(Saved entries)
|---|
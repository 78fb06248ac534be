//! Start line parsing: request line, status line and HTTP version.

use crate::error::ParseError;
use crate::http_msg::{HttpVersion, MessageType};
use crate::options::ConsumeOptions;
use crate::span::Span;
use crate::text::{self, CR, LF, SP};
use log::{debug, trace};

const VERSION_PREFIX: &[u8] = b"HTTP/";
/// `HTTP/` followed by the shortest `d.d`.
const VERSION_MIN_LENGTH: usize = 8;

/// The parts of a request line, e.g. `GET /index.html HTTP/1.1`.
#[derive(Debug, Clone, Copy, PartialEq, Eq)]
pub struct RequestLine<'a> {
    pub method: Span<'a>,
    pub target: Span<'a>,
    pub version: HttpVersion,
}

/// The parts of a status line, e.g. `HTTP/1.1 404 Not Found`.
#[derive(Debug, Clone, Copy, PartialEq, Eq)]
pub struct StatusLine<'a> {
    pub version: HttpVersion,
    pub status_code: u32,
    pub reason: Span<'a>,
}

/// Leading decimal digits of `text` and their value.
///
/// The value is not range checked: it wraps around on overflow.
fn consume_digits(text: &[u8]) -> (u32, usize) {
    let count = text
        .iter()
        .position(|&c| !text::is_digit(c))
        .unwrap_or(text.len());
    let value = text[..count].iter().fold(0_u32, |value, &c| {
        value.wrapping_mul(10).wrapping_add(u32::from(c - b'0'))
    });
    (value, count)
}

/// Consume `HTTP/major.minor`.
pub fn consume_http_version(text: &[u8]) -> Result<(HttpVersion, usize), ParseError> {
    if text.is_empty() {
        return Err(ParseError::InvalidArgument);
    }
    if text.len() < VERSION_MIN_LENGTH || !text.starts_with(VERSION_PREFIX) {
        return Err(ParseError::Syntax);
    }

    let mut consumed = VERSION_PREFIX.len();
    let (major, count) = consume_digits(&text[consumed..]);
    consumed += count;
    if count == 0 || text.get(consumed) != Some(&b'.') {
        return Err(ParseError::Syntax);
    }
    consumed += 1;

    let (minor, count) = consume_digits(&text[consumed..]);
    if count == 0 {
        return Err(ParseError::Syntax);
    }
    Ok((HttpVersion::new(major, minor), consumed + count))
}

/// Consume the request target: `*`, or everything up to the next white space
/// or line break.
pub fn consume_request_target(text: &[u8]) -> Result<Span<'_>, ParseError> {
    let Some(&first) = text.first() else {
        return Err(ParseError::InvalidArgument);
    };
    if text::is_lws(first) || text::is_ctl(first) {
        return Err(ParseError::Syntax);
    }
    if first == b'*' {
        return Ok(Span::new(&text[..1]));
    }

    let length = text
        .iter()
        .position(|&c| text::is_lws(c) || c == CR || c == LF)
        .unwrap_or(text.len());
    Ok(Span::new(&text[..length]))
}

/// Consume the line terminator after a start line.
fn consume_line_end(text: &[u8], options: ConsumeOptions) -> Result<usize, ParseError> {
    if text.is_empty() {
        if !options.accept_missing_terminator {
            return Err(ParseError::Incomplete);
        }
        return Ok(0);
    }
    if text::is_crlf(text) {
        return Ok(2);
    }
    if text::is_partial_crlf(text) {
        return Err(ParseError::Incomplete);
    }
    Err(ParseError::Syntax)
}

/// Consume the single space separating two start line elements.
fn consume_separator(text: &[u8]) -> Result<usize, ParseError> {
    match text.first() {
        None => Err(ParseError::Incomplete),
        Some(&SP) => Ok(1),
        Some(_) => Err(ParseError::Syntax),
    }
}

/// Consume `method SP target SP version CRLF`.
pub fn consume_request_line(
    text: &[u8],
    options: ConsumeOptions,
) -> Result<(RequestLine<'_>, usize), ParseError> {
    let method = text::consume_token(text)?;
    let mut consumed = method.len();
    consumed += consume_separator(&text[consumed..])?;

    let target = consume_request_target(&text[consumed..]).map_err(incomplete_if_empty)?;
    consumed += target.len();
    consumed += consume_separator(&text[consumed..])?;

    let (version, length) = consume_http_version(&text[consumed..]).map_err(incomplete_if_empty)?;
    consumed += length;
    consumed += consume_line_end(&text[consumed..], options)?;

    trace!("request line {:?} {:?} {}", method, target, version);
    Ok((
        RequestLine {
            method,
            target,
            version,
        },
        consumed,
    ))
}

/// Consume `version SP status-code [LWS] reason-phrase CRLF`.
pub fn consume_status_line(
    text: &[u8],
    options: ConsumeOptions,
) -> Result<(StatusLine<'_>, usize), ParseError> {
    let (version, mut consumed) = consume_http_version(text)?;
    consumed += consume_separator(&text[consumed..])?;

    let (status_code, count) = consume_digits(&text[consumed..]);
    if count == 0 {
        return Err(if consumed == text.len() {
            ParseError::Incomplete
        } else {
            ParseError::Syntax
        });
    }
    consumed += count;

    consumed += text[consumed..]
        .iter()
        .position(|&c| !text::is_lws(c))
        .unwrap_or(text.len() - consumed);
    let reason_length = text[consumed..]
        .iter()
        .position(|&c| !text::is_text(c))
        .unwrap_or(text.len() - consumed);
    let reason = Span::new(&text[consumed..consumed + reason_length]);
    consumed += reason_length;
    consumed += consume_line_end(&text[consumed..], options)?;

    trace!("status line {} {} {:?}", version, status_code, reason);
    Ok((
        StatusLine {
            version,
            status_code,
            reason,
        },
        consumed,
    ))
}

/// Nothing left to parse is incomplete input rather than a missing argument.
fn incomplete_if_empty(error: ParseError) -> ParseError {
    match error {
        ParseError::InvalidArgument => ParseError::Incomplete,
        error => error,
    }
}

/// Tell whether `text` starts with a request line or a status line.
///
/// Only local values are written, nothing is allocated.
pub fn message_type(text: &[u8], options: ConsumeOptions) -> MessageType {
    let kind = if consume_request_line(text, options).is_ok() {
        MessageType::Request
    } else if consume_status_line(text, options).is_ok() {
        MessageType::Response
    } else {
        MessageType::Unknown
    };
    debug!("message type: {:?}", kind);
    kind
}

#[cfg(test)]
mod tests {
    use super::*;

    #[test]
    fn consume_http_version_test() {
        let tests: [(&[u8], Result<(u32, u32, usize), ParseError>); 9] = [
            (b"HTTP/1.1", Ok((1, 1, 8))),
            (b"HTTP/1.0\r\n", Ok((1, 0, 8))),
            (b"HTTP/12.34 200", Ok((12, 34, 10))),
            (b"HTTP/1.", Err(ParseError::Syntax)),
            (b"HTTP/1.x\r\n", Err(ParseError::Syntax)),
            (b"HTTP/11\r\n", Err(ParseError::Syntax)),
            (b"HTTP/.1\r\n", Err(ParseError::Syntax)),
            (b"http/1.1\r\n", Err(ParseError::Syntax)),
            (b"", Err(ParseError::InvalidArgument)),
        ];
        for (input, expected) in tests {
            let result = consume_http_version(input).map(|(v, n)| (v.major, v.minor, n));
            assert_eq!(result, expected, "{:?}", input.escape_ascii().to_string());
        }
    }

    #[test]
    fn consume_request_target_test() {
        assert_eq!(consume_request_target(b"* HTTP/1.1").unwrap(), "*");
        assert_eq!(consume_request_target(b"/a/b?c=d HTTP/1.1").unwrap(), "/a/b?c=d");
        assert_eq!(consume_request_target(b"/end").unwrap(), "/end");
        assert_eq!(consume_request_target(b"/x\r\n").unwrap(), "/x");
        assert_eq!(consume_request_target(b" /"), Err(ParseError::Syntax));
        assert_eq!(consume_request_target(b"\r\n"), Err(ParseError::Syntax));
        assert_eq!(consume_request_target(b"\x01/"), Err(ParseError::Syntax));
        assert_eq!(consume_request_target(b""), Err(ParseError::InvalidArgument));
    }

    #[test]
    fn consume_request_line_test() {
        let strict = ConsumeOptions::new();
        let lenient = ConsumeOptions::lenient();
        let tests: [(&[u8], ConsumeOptions, Result<usize, ParseError>); 12] = [
            (b"GET / HTTP/1.1\r\n", strict, Ok(16)),
            (b"GET / HTTP/1.1\r\nHost: a\r\n", strict, Ok(16)),
            (b"OPTIONS * HTTP/1.0\r\n", strict, Ok(20)),
            (b"GET / HTTP/1.1", strict, Err(ParseError::Incomplete)),
            (b"GET / HTTP/1.1", lenient, Ok(14)),
            (b"GET / HTTP/1.1\r", lenient, Err(ParseError::Incomplete)),
            (b"GET /", strict, Err(ParseError::Incomplete)),
            (b"GET / ", strict, Err(ParseError::Incomplete)),
            (b"GET", strict, Err(ParseError::Incomplete)),
            (b"GET  / HTTP/1.1\r\n", strict, Err(ParseError::Syntax)),
            (b"GET / HTTP/1.1 \r\n", strict, Err(ParseError::Syntax)),
            (b"/ GET HTTP/1.1\r\n", strict, Err(ParseError::Syntax)),
        ];
        for (input, options, expected) in tests {
            let result = consume_request_line(input, options).map(|(_, n)| n);
            assert_eq!(result, expected, "{:?}", input.escape_ascii().to_string());
        }

        let (line, _) = consume_request_line(b"POST /form HTTP/1.0\r\n", strict).unwrap();
        assert_eq!(line.method, "POST");
        assert_eq!(line.target, "/form");
        assert_eq!(line.version, HttpVersion::new(1, 0));
    }

    #[test]
    fn consume_status_line_test() {
        let strict = ConsumeOptions::new();
        let lenient = ConsumeOptions::lenient();
        let tests: [(&[u8], ConsumeOptions, Result<(u32, &str, usize), ParseError>); 10] = [
            (b"HTTP/1.1 200 OK\r\n", strict, Ok((200, "OK", 17))),
            (b"HTTP/1.1 404 Not Found\r\n", strict, Ok((404, "Not Found", 24))),
            (b"HTTP/1.1 204\r\n", strict, Ok((204, "", 14))),
            (b"HTTP/1.1 200 \t OK \r\n", strict, Ok((200, "OK ", 20))),
            (b"HTTP/1.1 200 OK", strict, Err(ParseError::Incomplete)),
            (b"HTTP/1.1 200 OK", lenient, Ok((200, "OK", 15))),
            (b"HTTP/1.1 ", strict, Err(ParseError::Incomplete)),
            (b"HTTP/1.1 OK\r\n", strict, Err(ParseError::Syntax)),
            (b"HTTP/1.1\t200 OK\r\n", strict, Err(ParseError::Syntax)),
            (b"HTTP/1.1 200 OK\x01\r\n", strict, Err(ParseError::Syntax)),
        ];
        for (input, options, expected) in tests {
            let result = consume_status_line(input, options)
                .map(|(line, n)| (line.status_code, line.reason, n));
            let expected = expected.map(|(code, reason, n)| (code, Span::from(reason), n));
            assert_eq!(result, expected, "{:?}", input.escape_ascii().to_string());
        }
    }

    #[test]
    fn status_code_accumulation_test() {
        let (line, _) = consume_status_line(b"HTTP/1.1 0042 Odd\r\n", ConsumeOptions::new()).unwrap();
        assert_eq!(line.status_code, 42);
        // not range checked
        let (line, _) = consume_status_line(b"HTTP/1.1 4294967297 Big\r\n", ConsumeOptions::new())
            .unwrap();
        assert_eq!(line.status_code, 1);
    }

    #[test]
    fn message_type_test() {
        let options = ConsumeOptions::new();
        assert_eq!(message_type(b"GET / HTTP/1.1\r\n", options), MessageType::Request);
        assert_eq!(message_type(b"HTTP/1.1 200 OK\r\n", options), MessageType::Response);
        assert_eq!(message_type(b"Hello world\r\n", options), MessageType::Unknown);
        assert_eq!(message_type(b"", options), MessageType::Unknown);
        assert_eq!(message_type(b"GET / HTTP/1.1", options), MessageType::Unknown);
        assert_eq!(
            message_type(b"GET / HTTP/1.1", ConsumeOptions::lenient()),
            MessageType::Request
        );
    }
}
|---|
Whenever "major" occurs in a line above, copy that line.

Answer area =>
/// Consume `HTTP/major.minor`.
    let (major, count) = consume_digits(&text[consumed..]);
    Ok((HttpVersion::new(major, minor), consumed + count))
            let result = consume_http_version(input).map(|(v, n)| (v.major, v.minor, n));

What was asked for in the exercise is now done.